Le schéma « alcool-ivresse-honte » est bien connu ; la culpabilité est là, d’autant plus qu’il y a eu des essais d’arrêter de boire et des échecs : la personne a le sentiment « d’être nulle » !
beaucoup de manifestations sous alcool rendent peu crédible la parole de l’alcoolique : plus de promesses, il faut passer aux actes !
Différence homme-femme
La femme se cache souvent … sous alcool, on perd « des choses » …
Le malade de l’alcool produit des dommages contre lui-même et contre son entourage ; on parle de « sabotage » …
Le regard de l’entourage peut être dur : « j’aurais préféré que tu fasses le trottoir plutôt que tu sois alcoolique ! » (un témoignage entendu de la part du mari)
Cela renvoie au petit Prince (Antoine de Saint-Exupéry) : « les grandes personnes sont très bizarres … »
Cette maladie atteint toutes les couches de la société.
L’entourage porte un regard d’incompréhension, de honte …
Le malade a un regard sur lui-même quand il est lucide ; il ne faut pas le déresponsabiliser ! Il voit tout ce qu’il a perdu, a le sentiment d’être rejeté, subit une perte du lien.
On ne perd pas sa dignité mais on peut perdre des liens, ne trouvant plus sa place dans la famille, au travail, dans la société.
Il y a une forte carence de l’estime de soi : on peut la retrouver dans le parcours de rétablissement …
Le malade a un sentiment de souffrance physique, psychique et spirituelle. Lorsqu’il est conscient, il a une idée de la réalité : il a le sentiment de ne pas être à la hauteur, de perdre sa dignité, plus un sentiment d’exclusion ; on parle de « handicap social ». Il se considère comme étant incapable de s’en sortir et est conscient de sa dégradation. Il y a comme un tableau noir : il ne peut s’en sortir seul. Mais il y a un avenir ! la personne doit « désarmer » et entrer dans un réseau d’aide et de soutien. Il n’y a pas d’avenir sans espérance !
Il faut toute une mobilisation autour de la personne : selon la théologienne Véronique Margron, « l’entourage a une fonction de vigilance et d’alerte ». Il est appelé à être disponible, à changer de regard, à être dans une relation d’aide : aider la personne malade à retrouver confiance, cela passe par une écoute, une bienveillance, une attention …
C’est souvent après un chemin de croix que les personnes vont demander de l’aide … Il faut assumer son passé et là l’aide des associations est précieuse ! cf. : l’enfant qui jouait avec la lune, de Lucien (éditions Salvator) : il a le déclic grâce aux Alcooliques Anonymes.
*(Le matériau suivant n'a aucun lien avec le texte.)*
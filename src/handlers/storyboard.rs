// src/handlers/storyboard.rs
use crate::handlers::error::ApiError;
use crate::storyboard::StoryboardState;
use crate::AppState;
use axum::{
    extract::Extension,
    http::StatusCode,
    response::Json,
    routing::{get, post},
    Router,
};
use std::sync::Arc;

pub fn storyboard_routes() -> Router {
    Router::new()
        .route("/api/storyboard", get(get_storyboard))
        .route("/api/storyboard/generate", post(generate_storyboard))
}

/// GET /api/storyboard - Current script, storyboard and loading state
async fn get_storyboard(Extension(state): Extension<Arc<AppState>>) -> Json<StoryboardState> {
    Json(state.orchestrator.snapshot().await)
}

/// POST /api/storyboard/generate - Extract scenes and start image generation.
///
/// Responds once placeholders exist; the run keeps going on its own task even
/// if the client disconnects, and images show up through `GET /api/storyboard`.
async fn generate_storyboard(
    Extension(state): Extension<Arc<AppState>>,
) -> Result<(StatusCode, Json<StoryboardState>), ApiError> {
    let run = state.orchestrator.start().await?;
    Ok((StatusCode::ACCEPTED, Json(run.placeholders)))
}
Le malade doit retrouver le souci de prendre soin de lui-même : le soin du corps revient vite après l’arrêt de l’alcool ; mais il faut aussi retrouver l’estime de soi : pour bien penser aux autres il faut passer par soi … « s’aimer humblement, être l’ami de soi-même, s’apprécier à sa juste valeur … être ajusté à soi, aux autres … être aimable … » (Agnès Zielinski)
L’estime de soi se cultive, s’apprend … « s’aimer humblement soi-même » (Georges Bernanos)
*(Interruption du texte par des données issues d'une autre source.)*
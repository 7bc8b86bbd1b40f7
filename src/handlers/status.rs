// src/handlers/status.rs
use crate::AppState;
use axum::{extract::Extension, response::Html, response::Json, routing::get, Router};
use serde_json::{json, Value};
use std::sync::Arc;

pub fn status_routes() -> Router {
    Router::new()
        .route("/api/status", get(api_status))
        .route("/api/docs", get(api_documentation))
}

// API Status endpoint
async fn api_status(Extension(state): Extension<Arc<AppState>>) -> Json<Value> {
    let storyboard = state.orchestrator.snapshot().await;

    Json(json!({
        "status": "operational",
        "version": env!("CARGO_PKG_VERSION"),
        "models": {
            "text": state.models.text,
            "image": state.models.image,
            "chat": state.models.chat
        },
        "storyboard": {
            "has_script": !storyboard.script.trim().is_empty(),
            "generating": storyboard.is_loading,
            "scenes": storyboard.storyboard.len(),
            "pending_images": storyboard.pending_count()
        },
        "chat": {
            "session_started": state.chat.is_started()
        },
        "endpoints": {
            "documentation": "/api/docs",
            "status": "/api/status",
            "script": "/api/script",
            "storyboard": "/api/storyboard",
            "chat": "/api/chat"
        }
    }))
}

// API Documentation endpoint
async fn api_documentation() -> Html<&'static str> {
    Html(
        r###"<!DOCTYPE html>
<html lang="en">
<head>
    <meta charset="UTF-8">
    <title>Storyboard Studio - API</title>
    <style>
        body { font-family: -apple-system, BlinkMacSystemFont, 'Segoe UI', Roboto, sans-serif; max-width: 900px; margin: 0 auto; padding: 20px; line-height: 1.6; }
        .endpoint { background: #f8f9fa; border-left: 4px solid #007bff; padding: 1rem; margin: 1rem 0; border-radius: 5px; }
        code { background: #e9ecef; padding: 0.2rem 0.4rem; border-radius: 3px; }
    </style>
</head>
<body>
    <h1>🎬 Storyboard Studio API</h1>

    <h2>1. Your Script</h2>
    <div class="endpoint"><strong>POST /api/script</strong><br>Body: <code>{"script": "..."}</code></div>
    <div class="endpoint"><strong>POST /api/script/upload</strong><br>multipart/form-data with one <code>.txt</code> or <code>.md</code> file</div>

    <h2>2. Generate Storyboard</h2>
    <div class="endpoint"><strong>POST /api/storyboard/generate</strong><br>Returns <code>202</code> with one placeholder per scene; images fill in asynchronously</div>
    <div class="endpoint"><strong>GET /api/storyboard</strong><br>Each item's <code>imageUrl</code> is <code>null</code> while loading, <code>"error"</code> if that scene failed, or a data URI</div>

    <h2>Chat</h2>
    <div class="endpoint"><strong>POST /api/chat</strong><br>Body: <code>{"message": "..."}</code></div>
    <div class="endpoint"><strong>GET /api/chat/history</strong></div>

    <h2>System</h2>
    <div class="endpoint"><strong>GET /api/status</strong></div>
</body>
</html>
"###,
    )
}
Se rétablir de l’alcool est une sacrée chance avec un cheminement propre à chacun : « non, tu n’es pas condamné par ton sentiment d’indignité ! »
La dignité est permanente, inoxydable mais il y a un sentiment qui fait qu’on ne sait plus où on en est par rapport à cette réalité.
L’entourage doit être vigilant mais c’est la personne elle-même qui a le travail à faire.
L’aide des mouvements permet de retrouver le désir de vivre, le désir de s’accepter, permet de se rétablir (cf. un mouvement récent en santé mentale) ; il y a une dimension spirituelle au rétablissement : la prière est importante. Quelqu’un qui se rétablit relève d’une « résurrection » : le malade passe de la mort à la vie, il retrouve toute sa dignité.